Acting US Attorney Mendell; Matthew B. Millhollin, Special Agent for Homeland Security Investigations in Boston; Joshua McCallister, Acting Inspector for the United States Postal Inspection Service; and Acting Boston Police Commissioner Gregory Long made the announcement. Special assistance was provided by the Cambridge, Boston, Franklin and Lexington Police Departments. U.S. Assistant Attorney Elysa Wan of Mendell’s Criminal Division and Suffolk County Deputy District Attorneys Alyssa Tochka and Luke Goldworm, who have been appointed Special Assistant U.S. Prosecutors, are continuing these cases.

On May 17, 2021, the Attorney General created the COVID-19 Fraud Enforcement Working Group to mobilize the resources of the Department of Justice in partnership with government agencies to strengthen efforts to combat and prevent the pandemic fraud. The Working Group strengthens efforts to investigate and prosecute the most culpable national and international criminal actors and assists agencies tasked with administering relief programs to prevent fraud, among other methods, by scaling up and integrating mechanisms coordination, identifying resources and techniques for uncovering fraudulent actors and their programs, and sharing and leveraging information and knowledge gained from previous enforcement efforts. For more information on the Department’s response to the pandemic, please visit https://www.justice.gov/coronavirus.

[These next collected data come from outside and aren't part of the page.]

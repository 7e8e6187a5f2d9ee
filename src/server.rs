//! Axum router construction and share-link serving.
//!
//! The [`app`] function wires the API and health endpoints to their
//! handlers and installs the share-link handler as the router fallback, so
//! literal routes always win over link paths.

use axum::{
    body::{Body, Bytes},
    extract::State,
    http::{header, HeaderValue, Method, Request, StatusCode, Uri},
    middleware::{self, Next},
    response::{IntoResponse, Response},
    routing::{get, post, MethodRouter},
    Json, Router,
};
use chrono::{DateTime, TimeDelta, Utc};
use futures::TryStreamExt;
use garde::Validate;
use metrics::counter;
use serde::{Deserialize, Serialize};
use std::sync::Arc;
use std::time::Duration;
use tower_http::trace::TraceLayer;
use tracing::{debug, warn};
use utoipa::{OpenApi, ToSchema};

use crate::errors::{generate_request_id, ErrorBody, ShareError};
use crate::link::{self, LinkError};
use crate::metrics::{
    metrics_handler, metrics_middleware, record_share_request, SHARES_CREATED_TOTAL,
    SHARES_REVOKED_TOTAL,
};
use crate::share::ShareRequest;
use crate::AppState;

/// `Cache-Control` sent with shared object bytes.
const SHARED_OBJECT_CACHE_CONTROL: &str = "public, max-age=3600";

// -- OpenAPI specification ----------------------------------------------------

/// OpenAPI documentation for the s3share API.
#[derive(OpenApi)]
#[openapi(
    info(
        title = "s3share API",
        version = "0.1.0",
        description = "Time-limited share links for objects in an S3 bucket"
    ),
    paths(health_check, readiness_check, create_share, revoke_share),
    components(schemas(
        CreateShareRequest,
        CreateShareResponse,
        RevokeShareRequest,
        StatusBody,
        ErrorBody
    )),
    tags(
        (name = "Health", description = "Liveness and readiness"),
        (name = "Shares", description = "Mint and revoke share links"),
    )
)]
struct ApiDoc;

/// Build the axum [`Router`].
///
/// The returned router is ready to be passed to `axum::serve`.
pub fn app(state: Arc<AppState>) -> Router {
    let observability = state.config.observability.clone();
    let request_timeout = Duration::from_secs(state.config.server.request_timeout);

    let mut router = Router::new()
        .route("/health", json_errors(get(health_check)))
        .route("/ready", json_errors(get(readiness_check)))
        .route(
            "/api/shares",
            json_errors(post(create_share).delete(revoke_share)),
        );
    if observability.metrics {
        router = router.route("/metrics", json_errors(get(metrics_handler)));
    }
    if observability.openapi {
        router = router.route("/openapi.json", json_errors(get(openapi_json)));
    }

    router
        // Everything else is treated as a share link.
        .fallback(serve_shared_object)
        .with_state(state)
        // Layer ordering: inner layers run first, outer layers wrap them.
        .layer(middleware::from_fn_with_state(
            request_timeout,
            request_timeout_middleware,
        ))
        .layer(middleware::from_fn(common_headers_middleware))
        .layer(TraceLayer::new_for_http())
        // metrics_middleware is outermost (captures full request lifecycle).
        .layer(middleware::from_fn(metrics_middleware))
}

/// Answer unsupported methods on a literal route with the JSON error body.
fn json_errors(route: MethodRouter<Arc<AppState>>) -> MethodRouter<Arc<AppState>> {
    route.fallback(method_not_allowed)
}

async fn method_not_allowed() -> ShareError {
    ShareError::MethodNotAllowed
}

// -- Request timeout middleware ----------------------------------------------

/// Fails with 408 when the handler has not produced a response in time.
///
/// Only the response head is bounded; a body that is already streaming
/// keeps going.
async fn request_timeout_middleware(
    State(limit): State<Duration>,
    req: Request<Body>,
    next: Next,
) -> Response {
    let method = req.method().clone();
    let path = req.uri().path().to_string();
    match tokio::time::timeout(limit, next.run(req)).await {
        Ok(response) => response,
        Err(_) => {
            warn!(%method, %path, ?limit, "request timed out");
            ShareError::RequestTimeout.into_response()
        }
    }
}

// -- Common headers middleware -----------------------------------------------

/// Adds `x-request-id`, `Date`, and `Server` to every response.
async fn common_headers_middleware(req: Request<Body>, next: Next) -> Response {
    let mut response = next.run(req).await;
    let headers = response.headers_mut();

    if !headers.contains_key("x-request-id") {
        if let Ok(value) = HeaderValue::from_str(&generate_request_id()) {
            headers.insert("x-request-id", value);
        }
    }

    let date = httpdate::fmt_http_date(std::time::SystemTime::now());
    if let Ok(value) = HeaderValue::from_str(&date) {
        headers.insert(header::DATE, value);
    }
    headers.insert(header::SERVER, HeaderValue::from_static("s3share"));

    response
}

// -- Health check ------------------------------------------------------------

/// `{"status": ...}` body for the health endpoints.
#[derive(Debug, Serialize, ToSchema)]
struct StatusBody {
    status: String,
}

/// `GET /health` -- liveness.
#[utoipa::path(
    get,
    path = "/health",
    tag = "Health",
    operation_id = "HealthCheck",
    responses(
        (status = 200, description = "Process is up", body = StatusBody)
    )
)]
async fn health_check() -> Json<StatusBody> {
    Json(StatusBody {
        status: "healthy".to_string(),
    })
}

/// `GET /ready` -- readiness.  No dependency checks.
#[utoipa::path(
    get,
    path = "/ready",
    tag = "Health",
    operation_id = "ReadinessCheck",
    responses(
        (status = 200, description = "Ready to serve", body = StatusBody)
    )
)]
async fn readiness_check() -> Json<StatusBody> {
    Json(StatusBody {
        status: "ready".to_string(),
    })
}

/// `GET /openapi.json`
async fn openapi_json() -> Json<utoipa::openapi::OpenApi> {
    Json(ApiDoc::openapi())
}

// -- Share API ---------------------------------------------------------------

/// Body of `POST /api/shares`.
#[derive(Debug, Default, Deserialize, ToSchema, Validate)]
pub struct CreateShareRequest {
    /// Object path relative to the bucket (and prefix).
    #[serde(default)]
    #[garde(length(max = 1024))]
    pub s3_path: String,

    /// Secret the link will carry.
    #[serde(default)]
    #[garde(length(max = 256))]
    pub secret: String,

    /// Expiry time (RFC 3339).  Defaults to now plus the configured TTL.
    #[serde(default)]
    #[garde(skip)]
    pub expires_at: Option<DateTime<Utc>>,
}

/// Response of `POST /api/shares`.
#[derive(Debug, Serialize, ToSchema)]
pub struct CreateShareResponse {
    pub url: String,
    pub expires_at: DateTime<Utc>,
    /// Seconds until expiry at the time of minting.
    pub max_age_seconds: i64,
}

/// Body of `DELETE /api/shares`.
#[derive(Debug, Default, Deserialize, ToSchema, Validate)]
pub struct RevokeShareRequest {
    #[serde(default)]
    #[garde(length(max = 1024))]
    pub s3_path: String,
}

/// Decode a JSON body and run its `garde` rules.
fn parse_body<T>(body: &Bytes) -> Result<T, ShareError>
where
    T: serde::de::DeserializeOwned + Validate,
    T::Context: Default,
{
    let parsed: T = serde_json::from_slice(body).map_err(|e| ShareError::InvalidRequest {
        message: format!("invalid request body: {e}"),
    })?;
    parsed.validate().map_err(|e| ShareError::InvalidRequest {
        message: e.to_string(),
    })?;
    Ok(parsed)
}

fn required(field: &str, value: &str) -> Result<(), ShareError> {
    if value.is_empty() {
        return Err(ShareError::InvalidRequest {
            message: format!("{field} is required"),
        });
    }
    Ok(())
}

/// `POST /api/shares` -- mint a share link.
#[utoipa::path(
    post,
    path = "/api/shares",
    tag = "Shares",
    operation_id = "CreateShare",
    request_body = CreateShareRequest,
    responses(
        (status = 200, description = "Share created", body = CreateShareResponse),
        (status = 400, description = "Invalid path, expiry, or body", body = ErrorBody),
        (status = 404, description = "Object not found", body = ErrorBody),
        (status = 500, description = "Backend failure", body = ErrorBody)
    )
)]
async fn create_share(
    State(state): State<Arc<AppState>>,
    body: Bytes,
) -> Result<Json<CreateShareResponse>, ShareError> {
    let req: CreateShareRequest = parse_body(&body)?;
    required("s3_path", &req.s3_path)?;
    required("secret", &req.secret)?;

    let expires_at = req.expires_at.unwrap_or_else(|| {
        state.shares.now() + TimeDelta::hours(i64::from(state.config.share.default_ttl_hours))
    });

    let share = state
        .shares
        .create_share(&ShareRequest {
            object_path: req.s3_path,
            secret: req.secret,
            expires_at,
        })
        .await?;
    counter!(SHARES_CREATED_TOTAL).increment(1);

    Ok(Json(CreateShareResponse {
        url: share.url,
        expires_at: share.expires_at,
        max_age_seconds: i64::try_from(share.max_age.as_secs()).unwrap_or(i64::MAX),
    }))
}

/// `DELETE /api/shares` -- revoke the share for a path.
#[utoipa::path(
    delete,
    path = "/api/shares",
    tag = "Shares",
    operation_id = "RevokeShare",
    request_body = RevokeShareRequest,
    responses(
        (status = 204, description = "Share revoked"),
        (status = 400, description = "Invalid path or body", body = ErrorBody),
        (status = 500, description = "Backend failure", body = ErrorBody)
    )
)]
async fn revoke_share(
    State(state): State<Arc<AppState>>,
    body: Bytes,
) -> Result<StatusCode, ShareError> {
    let req: RevokeShareRequest = parse_body(&body)?;
    required("s3_path", &req.s3_path)?;

    state.shares.revoke_share(&req.s3_path).await?;
    counter!(SHARES_REVOKED_TOTAL).increment(1);
    Ok(StatusCode::NO_CONTENT)
}

// -- Share links -------------------------------------------------------------

/// Router fallback: serve `/{yy}/{mm}/{dd}/{secret}/{path...}`.
async fn serve_shared_object(
    State(state): State<Arc<AppState>>,
    method: Method,
    uri: Uri,
) -> Response {
    let path = uri.path();
    if path == "/api" || path.starts_with("/api/") {
        return ShareError::NotFound {
            path: path.to_string(),
        }
        .into_response();
    }

    let result = shared_object_response(&state, &method, path).await;
    record_share_request(match &result {
        Ok(_) => "served",
        Err(e) => e.code(),
    });
    result.into_response()
}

Anyone with information about alleged attempted fraud involving COVID-19 can report it by calling the Department of Justice’s National Center for Disaster Fraud Enforcement (NCDF) hotline at 866-720 -5721 or via the NCDF web complaint form at: https: // www. .justice.gov / disaster-fraud / ncdf-disaster-complaint-form.

Details in court documents are allegations. Defendants are presumed innocent unless and until their guilt has been proven beyond a reasonable doubt by a court.